Des rires cruels remplirent la pièce. Soléia inspira profondément, essayant de se calmer. C'était vrai que son père l'avait envoyée avec rien de plus qu'une calèche, quelques fantassins, et Lily, sa servante personnelle. Les fantassins étaient partis avec la calèche, dès qu'ils l'avaient déposée sur le domaine. Elle ne pouvait les arrêter.
Élisa cracha au sol à cette nouvelle. Le crachat heurta le bord de la robe de Soléia, et elle recula avec dégoût.
"Après tout ce que mon fils a fait pour le royaume, ils l'ont chargé d'une princesse démunie et inutile ! Il pourrait trouver tellement mieux que toi, mais maintenant ton père l'a envoyé aux frontières. Je te le dis tout de suite, s'il se présentait avec une autre femme, je serais la première à l'aider à te jeter dehors !" Élisa la fustigea avec du venin dans la voix.
Le visage de Soléia pâlit, particulièrement lorsqu'elle capta les nombreux regards de dégoût de ses nouveaux membres de famille.

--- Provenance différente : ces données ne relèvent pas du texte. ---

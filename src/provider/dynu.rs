use async_trait::async_trait;
use reqwest::{RequestBuilder, StatusCode};
use serde::Deserialize;
use serde_json::{Value, json};
use tracing::{debug, warn};
use url::Url;

use super::{DomainProvider, RemoteDomain, RemoteDomainId};
use crate::config::Config;
use crate::error::{DeskError, ProviderError};

const API_KEY_HEADER: &str = "API-Key";

/// Dynu REST API (`/v2/dns`) client.
#[derive(Clone)]
pub struct DynuClient {
    http: reqwest::Client,
    base: Url,
}

#[derive(Debug, Deserialize)]
struct DynuErrorBody {
    #[serde(default)]
    message: Option<String>,
    #[serde(default, rename = "type")]
    kind: Option<String>,
}

impl DynuClient {
    pub fn new(base: Url, http: reqwest::Client) -> Self {
        Self { http, base }
    }

    /// Build the client with the configured timeouts and optional proxy.
    pub fn from_config(cfg: &Config) -> Result<Self, DeskError> {
        let mut builder = reqwest::Client::builder()
            .user_agent(concat!("dnsdesk/", env!("CARGO_PKG_VERSION")))
            .connect_timeout(cfg.http_connect_timeout())
            .timeout(cfg.http_timeout());
        if let Some(proxy_url) = cfg.proxy.as_ref() {
            let proxy = reqwest::Proxy::all(proxy_url.as_str())
                .map_err(|e| DeskError::Validation(format!("invalid proxy url: {e}")))?;
            builder = builder.proxy(proxy);
        }
        let http = builder
            .build()
            .map_err(|e| DeskError::Validation(format!("cannot build HTTP client: {e}")))?;
        Ok(Self::new(cfg.provider_base_url.clone(), http))
    }

    fn endpoint(&self, path: &str) -> String {
        format!("{}{}", self.base.as_str().trim_end_matches('/'), path)
    }

    /// Send once and hand back the body of a 2xx response.
    async fn execute(
        &self,
        request: RequestBuilder,
        api_key: &str,
        action: &str,
        subject: &str,
    ) -> Result<String, ProviderError> {
        let resp = request
            .header(API_KEY_HEADER, api_key)
            .header("Accept", "application/json")
            .send()
            .await
            .map_err(ProviderError::from)?;
        let status = resp.status();
        let body = resp
            .text()
            .await
            .map_err(|e| ProviderError::Network(format!("failed to read response body: {e}")))?;
        debug!(action, subject, status = status.as_u16(), "dynu response");

        if status.is_success() {
            return Ok(body);
        }
        let err = map_status(status, &body, subject);
        warn!(action, subject, error = %err, "dynu request failed");
        Err(err)
    }
}

fn map_status(status: StatusCode, body: &str, subject: &str) -> ProviderError {
    let parsed = serde_json::from_str::<DynuErrorBody>(body).ok();
    let message = parsed
        .as_ref()
        .and_then(|b| b.message.clone().or_else(|| b.kind.clone()))
        .filter(|m| !m.trim().is_empty())
        .unwrap_or_else(|| {
            status
                .canonical_reason()
                .unwrap_or("unknown error")
                .to_string()
        });

    match status {
        StatusCode::UNAUTHORIZED | StatusCode::FORBIDDEN => ProviderError::Authentication(message),
        StatusCode::NOT_FOUND => ProviderError::NotFound(subject.to_string()),
        _ => ProviderError::Remote {
            status: status.as_u16(),
            message,
        },
    }
}

/// Dynu answers either `{"domains": [...]}` or a bare array.
fn parse_domain_listing(body: &str) -> Result<Vec<RemoteDomain>, ProviderError> {
    let value: Value =
        serde_json::from_str(body).map_err(|e| ProviderError::Parse(e.to_string()))?;
    let items = match value {
        Value::Object(mut obj) => obj.remove("domains").unwrap_or(Value::Array(Vec::new())),
        arr @ Value::Array(_) => arr,
        _ => Value::Array(Vec::new()),
    };
    serde_json::from_value(items).map_err(|e| ProviderError::Parse(e.to_string()))
}

#[async_trait]
impl DomainProvider for DynuClient {
    async fn list_domains(&self, api_key: &str) -> Result<Vec<RemoteDomain>, ProviderError> {
        let req = self.http.get(self.endpoint("/dns"));
        let body = self.execute(req, api_key, "list", "domains").await?;
        parse_domain_listing(&body)
    }

    async fn add_domain(&self, api_key: &str, name: &str) -> Result<(), ProviderError> {
        let req = self
            .http
            .post(self.endpoint("/dns"))
            .json(&json!({ "name": name }));
        self.execute(req, api_key, "add", name).await?;
        Ok(())
    }

    async fn delete_domain(&self, api_key: &str, id: RemoteDomainId) -> Result<(), ProviderError> {
        let req = self.http.delete(self.endpoint(&format!("/dns/{id}")));
        self.execute(req, api_key, "delete", &id.to_string())
            .await?;
        Ok(())
    }
}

Personne même ne voulait la connaître, dès l'instant où ils se rendirent compte qu'elle n'avait pas d'argent à offrir.
"En fait, elles ne devraient pas rester dans le domaine principal. Escortez-les dans les quartiers des serviteurs. N'as-tu pas dit que tu voulais de la compagnie ?"
Jérôme s'étrangla d'impuissance. Faire loger une princesse, la femme légitimement mariée du Duc, dans les quartiers des serviteurs ? L'idée était folle !

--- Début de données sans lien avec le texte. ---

use figment::{
    Figment,
    providers::{Env, Format, Serialized, Toml},
};
use serde::{Deserialize, Serialize};
use std::net::SocketAddr;
use std::path::Path;
use std::sync::LazyLock;
use std::time::Duration;
use url::Url;

use crate::error::DeskError;

/// Placeholder shipped in defaults so a bare checkout still boots.
pub const DEFAULT_SECRET_KEY: &str = "change-this-secret-key-in-production";
pub static DYNU_API_BASE: LazyLock<Url> =
    LazyLock::new(|| Url::parse("https://api.dynu.com/v2").expect("invalid Dynu API base URL"));

const MIN_SECRET_LEN: usize = 16;

/// Runtime configuration.
///
/// Layered as: built-in defaults, then an optional `config.toml`, then
/// `DNSDESK_*` environment variables.
#[derive(Debug, Clone, Serialize, Deserialize)]
pub struct Config {
    pub bind_addr: SocketAddr,
    pub database_url: String,
    pub secret_key: String,
    pub token_ttl_minutes: i64,
    pub provider_base_url: Url,
    pub http_timeout_secs: u64,
    pub http_connect_timeout_secs: u64,
    pub batch_concurrency: usize,
    pub insecure_cookie: bool,
    pub proxy: Option<Url>,
    pub loglevel: String,
}

impl Default for Config {
    fn default() -> Self {
        Self {
            bind_addr: SocketAddr::from(([0, 0, 0, 0], 8003)),
            database_url: "sqlite://dnsdesk.db".to_string(),
            secret_key: DEFAULT_SECRET_KEY.to_string(),
            token_ttl_minutes: 30,
            provider_base_url: DYNU_API_BASE.clone(),
            http_timeout_secs: 15,
            http_connect_timeout_secs: 5,
            batch_concurrency: 4,
            insecure_cookie: false,
            proxy: None,
            loglevel: "info".to_string(),
        }
    }
}

impl Config {
    /// Load from `config.toml` (if present) and the environment.
    pub fn load() -> Result<Self, DeskError> {
        Self::load_from("config.toml")
    }

    pub fn load_from(toml_path: impl AsRef<Path>) -> Result<Self, DeskError> {
        let cfg: Config = Figment::from(Serialized::defaults(Config::default()))
            .merge(Toml::file(toml_path.as_ref()))
            .merge(Env::prefixed("DNSDESK_"))
            .extract()
            .map_err(Box::new)?;
        cfg.validate()?;
        Ok(cfg)
    }

    pub fn validate(&self) -> Result<(), DeskError> {
        if self.secret_key.trim().len() < MIN_SECRET_LEN {
            return Err(DeskError::Validation(format!(
                "secret_key must be at least {MIN_SECRET_LEN} characters"
            )));
        }
        if self.token_ttl_minutes <= 0 {
            return Err(DeskError::Validation(
                "token_ttl_minutes must be positive".to_string(),
            ));
        }
        if self.http_timeout_secs == 0 || self.http_connect_timeout_secs == 0 {
            return Err(DeskError::Validation(
                "HTTP timeouts must be non-zero".to_string(),
            ));
        }
        Ok(())
    }

    pub fn uses_default_secret(&self) -> bool {
        self.secret_key == DEFAULT_SECRET_KEY
    }

    pub fn token_ttl(&self) -> chrono::Duration {
        chrono::Duration::minutes(self.token_ttl_minutes)
    }

    pub fn http_timeout(&self) -> Duration {
        Duration::from_secs(self.http_timeout_secs)
    }

    pub fn http_connect_timeout(&self) -> Duration {
        Duration::from_secs(self.http_connect_timeout_secs)
    }
}

#[cfg(test)]
mod tests {
    use super::*;

    #[test]
    fn defaults_are_valid() {
        let cfg = Config::default();
        assert!(cfg.validate().is_ok());
        assert!(cfg.uses_default_secret());
        assert_eq!(cfg.token_ttl(), chrono::Duration::minutes(30));
        assert_eq!(cfg.provider_base_url.as_str(), "https://api.dynu.com/v2");
    }

    #[test]
    fn short_secret_is_rejected() {
        let cfg = Config {
            secret_key: "short".to_string(),
            ..Config::default()
        };
        assert!(matches!(cfg.validate(), Err(DeskError::Validation(_))));
    }

    #[test]
    fn zero_timeouts_are_rejected() {
        let cfg = Config {
            http_timeout_secs: 0,
            ..Config::default()
        };
        assert!(cfg.validate().is_err());
    }

    #[test]
    fn toml_layer_overrides_defaults() {
        let dir = std::env::temp_dir().join(format!("dnsdesk-cfg-{}", std::process::id()));
        std::fs::create_dir_all(&dir).expect("create temp dir");
        let path = dir.join("config.toml");
        std::fs::write(
            &path,
            "token_ttl_minutes = 5\nbatch_concurrency = 8\nsecret_key = \"0123456789abcdef-xyz\"\n",
        )
        .expect("write config");

        let cfg = Config::load_from(&path).expect("config loads");
        assert_eq!(cfg.token_ttl_minutes, 5);
        assert_eq!(cfg.batch_concurrency, 8);
        assert!(!cfg.uses_default_secret());

        let _ = std::fs::remove_dir_all(&dir);
    }
}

"Si elle finit ailleurs, c'est toi qui dormiras dehors à sa place !" ajouta Lucinde menaçante en agitant un doigt dans sa direction.

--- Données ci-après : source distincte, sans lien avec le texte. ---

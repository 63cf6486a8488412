use crate::db::schema::SQLITE_INIT;
use crate::error::DeskError;
use sqlx::sqlite::{SqliteConnectOptions, SqlitePoolOptions};
use sqlx::{Pool, Sqlite};
use std::str::FromStr;
use tracing::info;

pub type SqlitePool = Pool<Sqlite>;

/// Open (creating if missing) the database and bootstrap the schema.
pub async fn connect(database_url: &str) -> Result<SqlitePool, DeskError> {
    let connect_opts = SqliteConnectOptions::from_str(database_url)?
        .create_if_missing(true)
        .foreign_keys(true);
    let mut pool_opts = SqlitePoolOptions::new().max_connections(5);
    if database_url.contains(":memory:") {
        // An in-memory database lives and dies with its only connection.
        pool_opts = pool_opts
            .max_connections(1)
            .idle_timeout(None)
            .max_lifetime(None);
    }
    let pool = pool_opts.connect_with(connect_opts).await?;
    init_schema(&pool).await?;
    info!(database_url = %database_url, "database ready");
    Ok(pool)
}

/// Execute the bundled DDL one statement at a time.
pub async fn init_schema(pool: &SqlitePool) -> Result<(), DeskError> {
    for stmt in SQLITE_INIT.split(';') {
        let s = stmt.trim();
        if s.is_empty() {
            continue;
        }
        sqlx::query(s).execute(pool).await?;
    }
    Ok(())
}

Sur un dernier rire moqueur, elle se détourna et s'éloigna en sautillant, ses jupes voltigeant joyeusement dans la brise fraîche. Soléia ne put s'empêcher de remarquer combien le tissu était fin, en comparaison aux conditions de vie médiocres.
De fait, tous les autres membres de la famille étaient habillés selon leur rang. Seule la tenue de Jérôme était usée et rapiécée par endroits.
Les autres membres de la famille commencèrent à suivre l'exemple, par deux et par trois. Puisque Jérôme était un serviteur, éduquer de nouveaux serviteurs était son travail. De nobles nouvellement titrés comme eux n'avaient pas à se soucier!
En plus, ils seraient plus qu'heureux de brutaliser la jeune princesse lorsqu'elle entrerait dans le château. Elle serait à frotter les planchers jusqu'à ce que ses mains saignent!